NLW, Moderator des Podcasts „AI Daily Brief“, präsentiert einen Statusbericht zur KI-Einführung in Unternehmen und will damit dem medialen Narrativ einer „KI-Blase“ (bevorstehendes Platzen) mit konkreten Daten entgegentreten. Er stützt sich auf externe Berichte (KPMG, Deloitte) und vor allem auf eine exklusive Umfrage unter seinem Publikum (über 1000 Unternehmen, 3500 Anwendungsfälle).
Die Zahlen zeigen eine Beschleunigung: 90 % der Unternehmen planen, ihr KI-Budget zu erhöhen. 2025 markiert den Übergang der Agenten von der Theorie zur Praxis, wobei 42 % der Großunternehmen angeben, Agenten im Produktivbetrieb zu haben (gegenüber 11 % Anfang 2024). Allerdings zeichnet sich eine „Bifurkation“ zwischen Vorreitern, die KI systemisch einsetzen, um neue Umsätze zu generieren, und Nachzüglern ab, die in Pilotprojekten steckenbleiben, die sich ausschließlich auf Kostensenkung konzentrieren.
NLWs ROI-Umfrage zeigt, dass 82 % der Befragten bereits einen positiven Return on Investment beobachten (darunter 38 %, die einen hohen ROI angeben). Der häufigste Anwendungsfall bleibt die Zeitersparnis (etwa 5 Stunden pro Woche), was auf Jahresbasis erheblich ist (7 bis 10 Arbeitswochen zurückgewonnen).

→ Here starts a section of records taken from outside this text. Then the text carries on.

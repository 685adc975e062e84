use crate::infra::AppState;
use axum::http::{header, StatusCode};
use axum::response::IntoResponse;
use axum::Extension;
use axum::Json;
use cost_matrix::valuation::{
    valuation_router, MarketDataProvider, ParcelRepository, RateTableStore, ValuationService,
};
use serde_json::json;
use std::sync::Arc;

pub(crate) fn with_valuation_routes<S, M, P>(
    service: ValuationService<S, M>,
    parcels: Arc<P>,
) -> axum::Router
where
    S: RateTableStore + 'static,
    M: MarketDataProvider + 'static,
    P: ParcelRepository + 'static,
{
    valuation_router(service, parcels)
        .route("/health", axum::routing::get(healthcheck))
        .route("/ready", axum::routing::get(readiness_endpoint))
        .route("/metrics", axum::routing::get(metrics_endpoint))
}

pub(crate) async fn healthcheck() -> Json<serde_json::Value> {
    Json(json!({ "status": "ok" }))
}

pub(crate) async fn readiness_endpoint(Extension(state): Extension<AppState>) -> impl IntoResponse {
    let ready = state.readiness.load(std::sync::atomic::Ordering::Relaxed);
    let status = if ready {
        StatusCode::OK
    } else {
        StatusCode::SERVICE_UNAVAILABLE
    };

    let payload = if ready {
        json!({ "status": "ready" })
    } else {
        json!({ "status": "initializing" })
    };

    (status, Json(payload))
}

pub(crate) async fn metrics_endpoint(Extension(state): Extension<AppState>) -> impl IntoResponse {
    (
        StatusCode::OK,
        [(header::CONTENT_TYPE, "text/plain; version=0.0.4")],
        state.metrics.render(),
    )
}
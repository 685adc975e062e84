use std::env;
use std::fmt;
use std::net::{IpAddr, SocketAddr};
use std::path::PathBuf;
use std::time::Duration;

const DEFAULT_UPSTREAM_TIMEOUT_MS: u64 = 3_000;
const DEFAULT_BATCH_PARALLELISM: usize = 4;
const DEFAULT_MAX_BATCH_SIZE: usize = 1_000;

/// Distinguishes runtime behavior for different stages of the service.
#[derive(Debug, Clone, Copy, PartialEq, Eq)]
pub enum AppEnvironment {
    Development,
    Test,
    Production,
}

impl AppEnvironment {
    fn from_str(value: &str) -> Self {
        match value.trim().to_ascii_lowercase().as_str() {
            "prod" | "production" => Self::Production,
            "test" | "ci" => Self::Test,
            _ => Self::Development,
        }
    }
}

/// Top-level configuration for the valuation service.
#[derive(Debug, Clone)]
pub struct AppConfig {
    pub environment: AppEnvironment,
    pub server: ServerConfig,
    pub telemetry: TelemetryConfig,
    pub valuation: ValuationConfig,
}

impl AppConfig {
    pub fn load() -> Result<Self, ConfigError> {
        dotenvy::dotenv().ok();

        let environment = AppEnvironment::from_str(
            &env::var("APP_ENV").unwrap_or_else(|_| "development".to_string()),
        );

        let host = env::var("APP_HOST").unwrap_or_else(|_| "127.0.0.1".to_string());
        let port = env::var("APP_PORT")
            .unwrap_or_else(|_| "3000".to_string())
            .parse::<u16>()
            .map_err(|_| ConfigError::InvalidPort)?;

        let log_level = env::var("APP_LOG_LEVEL").unwrap_or_else(|_| "info".to_string());
        let ansi = env::var("APP_LOG_ANSI")
            .map(|value| matches!(value.trim(), "1" | "true" | "yes"))
            .unwrap_or(false);

        Ok(Self {
            environment,
            server: ServerConfig { host, port },
            telemetry: TelemetryConfig { log_level, ansi },
            valuation: ValuationConfig::from_env()?,
        })
    }
}

/// Settings controlling the HTTP server binding.
#[derive(Debug, Clone)]
pub struct ServerConfig {
    pub host: String,
    pub port: u16,
}

impl ServerConfig {
    pub fn socket_addr(&self) -> Result<SocketAddr, ConfigError> {
        if self.host.eq_ignore_ascii_case("localhost") {
            return Ok(SocketAddr::new(IpAddr::from([127, 0, 0, 1]), self.port));
        }

        let ip: IpAddr = self
            .host
            .parse()
            .map_err(|source| ConfigError::InvalidHost { source })?;

        Ok(SocketAddr::new(ip, self.port))
    }
}

/// Tracing controls.
#[derive(Debug, Clone)]
pub struct TelemetryConfig {
    pub log_level: String,
    pub ansi: bool,
}

/// Knobs for upstream lookups and batch fan-out.
#[derive(Debug, Clone, PartialEq)]
pub struct ValuationConfig {
    pub upstream_timeout: Duration,
    pub batch_parallelism: usize,
    pub max_batch_size: usize,
    pub rate_table_csv: Option<PathBuf>,
    pub unknown_region_multiplier: Option<f64>,
}

impl Default for ValuationConfig {
    fn default() -> Self {
        Self {
            upstream_timeout: Duration::from_millis(DEFAULT_UPSTREAM_TIMEOUT_MS),
            batch_parallelism: DEFAULT_BATCH_PARALLELISM,
            max_batch_size: DEFAULT_MAX_BATCH_SIZE,
            rate_table_csv: None,
            unknown_region_multiplier: None,
        }
    }
}

impl ValuationConfig {
    fn from_env() -> Result<Self, ConfigError> {
        let defaults = Self::default();

        let upstream_timeout = match env::var("COST_MATRIX_UPSTREAM_TIMEOUT_MS") {
            Ok(raw) => {
                let millis = raw
                    .trim()
                    .parse::<u64>()
                    .map_err(|_| ConfigError::InvalidUpstreamTimeout)?;
                if millis == 0 {
                    return Err(ConfigError::InvalidUpstreamTimeout);
                }
                Duration::from_millis(millis)
            }
            Err(_) => defaults.upstream_timeout,
        };

        let batch_parallelism = match env::var("COST_MATRIX_BATCH_PARALLELISM") {
            Ok(raw) => match raw.trim().parse::<usize>() {
                Ok(value) if value >= 1 => value,
                _ => return Err(ConfigError::InvalidBatchParallelism),
            },
            Err(_) => defaults.batch_parallelism,
        };

        let max_batch_size = match env::var("COST_MATRIX_MAX_BATCH_SIZE") {
            Ok(raw) => match raw.trim().parse::<usize>() {
                Ok(value) if value >= 1 => value,
                _ => return Err(ConfigError::InvalidMaxBatchSize),
            },
            Err(_) => defaults.max_batch_size,
        };

        let rate_table_csv = env::var("COST_MATRIX_RATE_TABLE_CSV")
            .ok()
            .map(|raw| raw.trim().to_string())
            .filter(|raw| !raw.is_empty())
            .map(PathBuf::from);

        let unknown_region_multiplier = match env::var("COST_MATRIX_UNKNOWN_REGION_MULTIPLIER") {
            Ok(raw) if raw.trim().is_empty() => None,
            Ok(raw) => match raw.trim().parse::<f64>() {
                Ok(value) if (0.5..=2.0).contains(&value) => Some(value),
                _ => return Err(ConfigError::InvalidRegionMultiplier { value: raw }),
            },
            Err(_) => None,
        };

        Ok(Self {
            upstream_timeout,
            batch_parallelism,
            max_batch_size,
            rate_table_csv,
            unknown_region_multiplier,
        })
    }
}

#[derive(Debug)]
pub enum ConfigError {
    InvalidPort,
    InvalidHost { source: std::net::AddrParseError },
    InvalidUpstreamTimeout,
    InvalidBatchParallelism,
    InvalidMaxBatchSize,
    InvalidRegionMultiplier { value: String },
}

impl fmt::Display for ConfigError {
    fn fmt(&self, f: &mut fmt::Formatter<'_>) -> fmt::Result {
        match self {
            ConfigError::InvalidPort => write!(f, "APP_PORT must be a valid u16"),
            ConfigError::InvalidHost { .. } => {
                write!(f, "APP_HOST must parse to an IPv4 or IPv6 address")
            }
            ConfigError::InvalidUpstreamTimeout => write!(
                f,
                "COST_MATRIX_UPSTREAM_TIMEOUT_MS must be a positive number of milliseconds"
            ),
            ConfigError::InvalidBatchParallelism => {
                write!(f, "COST_MATRIX_BATCH_PARALLELISM must be an integer >= 1")
            }
            ConfigError::InvalidMaxBatchSize => {
                write!(f, "COST_MATRIX_MAX_BATCH_SIZE must be an integer >= 1")
            }
            ConfigError::InvalidRegionMultiplier { value } => write!(
                f,
                "COST_MATRIX_UNKNOWN_REGION_MULTIPLIER '{}' must be a number between 0.5 and 2.0",
                value
            ),
        }
    }
}

impl std::error::Error for ConfigError {
    fn source(&self) -> Option<&(dyn std::error::Error + 'static)> {
        match self {
            ConfigError::InvalidHost { source } => Some(source),
            _ => None,
        }
    }
}
use serde::Serialize;

use super::domain::{BuildingCategory, ConditionGrade};

/// Hard ceiling on depreciation; a structure always retains some value.
pub const MAX_DEPRECIATION_RATE: f64 = 0.85;

pub fn economic_life_years(category: BuildingCategory) -> u32 {
    match category {
        BuildingCategory::Residential => 55,
        BuildingCategory::Commercial => 40,
        BuildingCategory::Industrial => 35,
        BuildingCategory::Retail => 30,
        BuildingCategory::Office => 45,
        BuildingCategory::Other => 50,
    }
}

/// Scale applied to age-based depreciation. An ungraded structure is depreciated as average.
pub fn condition_adjustment(condition: Option<ConditionGrade>) -> f64 {
    match condition {
        Some(ConditionGrade::Excellent) => 0.8,
        Some(ConditionGrade::Good) => 0.9,
        Some(ConditionGrade::Average) | None => 1.0,
        Some(ConditionGrade::Fair) => 1.3,
        Some(ConditionGrade::Poor) => 1.6,
    }
}

pub fn effective_age(year_built: i32, current_year: i32) -> u32 {
    (current_year - year_built).max(0) as u32
}

/// Age and condition driven depreciation for one structure.
#[derive(Debug, Clone, Copy, PartialEq, Serialize)]
pub struct DepreciationAssessment {
    pub effective_age: u32,
    pub economic_life_years: u32,
    pub condition_adjustment: f64,
    pub rate: f64,
}

impl DepreciationAssessment {
    /// Share of replacement cost retained (percent good).
    pub fn age_factor(&self) -> f64 {
        1.0 - self.rate
    }
}

pub fn assess(
    year_built: i32,
    current_year: i32,
    category: BuildingCategory,
    condition: Option<ConditionGrade>,
) -> DepreciationAssessment {
    let effective_age = effective_age(year_built, current_year);
    let economic_life_years = economic_life_years(category);
    let condition_adjustment = condition_adjustment(condition);

    let base = f64::from(effective_age) / f64::from(economic_life_years);
    let rate = (base * condition_adjustment).min(MAX_DEPRECIATION_RATE);

    DepreciationAssessment {
        effective_age,
        economic_life_years,
        condition_adjustment,
        rate,
    }
}

/// Depreciation rate alone, in `[0, MAX_DEPRECIATION_RATE]`.
pub fn rate(
    year_built: i32,
    current_year: i32,
    category: BuildingCategory,
    condition: Option<ConditionGrade>,
) -> f64 {
    assess(year_built, current_year, category, condition).rate
}
use crate::demo::{run_demo, run_valuation, DemoArgs, ValuateArgs};
use crate::server;
use clap::{Args, Parser, Subcommand};
use cost_matrix::error::AppError;

#[derive(Parser, Debug)]
#[command(
    name = "Cost Matrix Valuation",
    about = "Serve and exercise the building cost valuation engine from the command line",
    version
)]
struct Cli {
    #[command(subcommand)]
    command: Option<Command>,
}

#[derive(Subcommand, Debug)]
enum Command {
    /// Start the HTTP service (default command)
    Serve(ServeArgs),
    /// Value a single improvement against the configured rate table
    Valuate(ValuateArgs),
    /// Value the sample parcel roll and print a scenario sweep
    Demo(DemoArgs),
}

#[derive(Args, Debug, Default)]
pub(crate) struct ServeArgs {
    /// Override the configured host for the HTTP server
    #[arg(long)]
    pub(crate) host: Option<String>,
    /// Override the configured port for the HTTP server
    #[arg(long)]
    pub(crate) port: Option<u16>,
    /// Load rate tables from this CSV export instead of the bundled sample
    #[arg(long)]
    pub(crate) rate_table_csv: Option<std::path::PathBuf>,
}

pub(crate) async fn run() -> Result<(), AppError> {
    let cli = Cli::parse();
    let command = cli
        .command
        .unwrap_or_else(|| Command::Serve(ServeArgs::default()));

    match command {
        Command::Serve(args) => server::run(args).await,
        Command::Valuate(args) => run_valuation(args).await,
        Command::Demo(args) => run_demo(args).await,
    }
}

Eine genauere Analyse zeigt jedoch, dass C-Suite-Führungskräfte und sehr kleine Unternehmen (1-50 Mitarbeitende) eher „transformative“ Ergebnisse (neue Fähigkeiten, gesteigerter Output) anstreben und erzielen als mittlere Führungsebenen, die häufig auf Effizienzgewinne beschränkt bleiben. Eine überraschende Erkenntnis: Obwohl „Risikominderung“ selten als primäres Ziel genannt wird (3,4 %), ist sie die Kategorie, die am häufigsten transformative Wirkung erzeugt (25 % der Fälle), insbesondere in Compliance- und Back-Office-Funktionen, die mit Datenvolumen überlastet sind.
Zusammenfassend befindet sich der Markt, weit entfernt von einer Blase, in einer Phase der Konkretisierung, in der agentische Automatisierung beginnt, einfache Assistenten zu übertreffen, was den Optimismus der Investoren für das kommende Jahr bestätigt.